“I don’t know. About.” He paused and bent for a last kiss, dry and warm. His smile was bright, genuine. Perhaps he’d remember her. “God bless you and your hard path, Dreamer.”
Elsa dressed, packed her blankets, and started on her way more slowly. It was almost midday when she returned to Brewersville and saw a crowd gathered by the oak at the edge of the market. No musicians played today. She pushed through to the front to see what had happened.
The town constable was about to hang a man from the tree. The condemned man—barefoot, stripped to his waist and wearing ragged, third-hand trousers, stood on a stool with his hands bound behind his back. The noose around his neck was tied to a sturdy branch.
The man was Conrad, his expression slack, his gaze staring forward at nothing.
“That man,” she said to a laborer beside her. “What’s he done?”
“He’s a thief.”
Elsa still carried hopes. “A famous one? A highwayman or a rogue or such?”
“No,” the man said. “Just a common thief. Got caught this morning cutting the mayor’s purse.”
Then he saw her. He hadn’t seemed to be looking at anything, but his gaze found her. A look of such tenderness, such regret passed over his face. Like he would have kissed her right then, if he could have.
She knew what to do.
She knelt and pulled at the tie that fastened closed her pack.
When she wore the spotted horse’s skin, she became the Dreamer, and her words were prophecy. He will be a hero! Free him and he will lead your armies to victory! He is a savior! She could say these things and make a grand story, how the Dreamer snatched the rogue from the maw of death.
But you’d be lying.
Yes, she would. Conrad wasn’t a hero. But if she could make him one, if she could inspire him . . . He could make this prophecy true, after the fact.
If you use me for a lie, I will never speak to you again.
So. She could save Conrad, or she could be the Dreamer, but not both. She thought she wanted that, to leave Falla and never hear her speak again. Falla, who had rested her muzzle on Elsa’s shoulder with trust and love. So because she had known Falla for half her life, and Conrad for only a day, the choice was not as hard as she wanted it to be.
The story was so much larger than she.
The hardest thing was to leave her pack closed, to stand while he watched. Seeing this, he must have known what she had thought of, and what she’d decided not to do.
She hoped he understood why she couldn’t help. But he probably thought she was being cruel, and that was probably the thought he died with. The constable kicked the stool away and Conrad hanged. Elsa shut her eyes, but heard the crowd gasp and the rope creak as it swung with its weight.
Conrad or Falla, but not both. She’d have liked to have Conrad as a friend, but Falla was the only friend she knew.

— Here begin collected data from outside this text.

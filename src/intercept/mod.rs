//! Decorators that time pooled-resource calls.
//!
//! - [`dispatcher`]: bindings, the sampling decision, and the timing wrapper
//! - [`connection`]: the connection decorator handed out by the pool hook
//! - [`proxy`]: wraps the statements a sampled connection call returns
//! - [`statement`]: statement decorators and the raw-or-wrapped enum

pub mod connection;
pub mod dispatcher;
pub mod proxy;
pub mod statement;

pub use connection::InstrumentedConnection;
pub use dispatcher::{
    Binding, Dispatcher, Sampling, CALLABLE_STATEMENT, CONNECTION, PREPARED_STATEMENT, STATEMENT,
};
pub use proxy::ProxyFactory;
pub use statement::{Instrumented, StatementProxy};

The crowd dispersed but the body stayed hanging to serve as a warning. Elsa lingered, chasing away crows and stray dogs that came too near. She wanted him whole.
Late at night, when the town was asleep and no one would come near the gallows tree, she retrieved the stool and stood on it to cut him down, using the Wizard’s sacrificial knife. She hefted the body over her shoulders and took him to the woods to do the rest.
The first time she put on his skin, it was still wet with flesh and blood.
The Bravest of Us Touched the Sky
Evie curled up on the chairs in the ready room at the landing field. I sat with my head against the wall, my legs stretched out and propped on my B-4 bag. The place was empty except for us, the field quiet after a day full of roaring engines.
We had just ferried a B-26 bomber to Harlingen Army Airfield in the far south of nowhere Texas. It was late, so we had to wait until morning to catch the bus to Corpus Christi, where we could find a train back to New Castle in Delaware. WASP weren’t allowed to hitch rides on Army planes with male pilots—just didn’t look right, according to the powers that be.
I had started to doze when the door opened and two military types walked in. One wore a flight suit and bomber jacket without rank markings or insignia. The other was an Army colonel. He looked like he’d stepped straight out of a war bonds poster. He’d say, “I need you,” and you’d say, “Yes sir.” He was tall, broad through the shoulders, and fit. He could probably still make it through Basic—couldn’t say that about a lot of colonels.
I shook Evie awake. She rubbed her eyes as the men stopped in front of us.
“You two are WASP?” the colonel said, before we could stand.
What else would two women wearing flight suits be doing at an Army air field? I nodded and answered more politely, “Yes, sir. I’m Jane Bateson, this is Evelyn Harris.”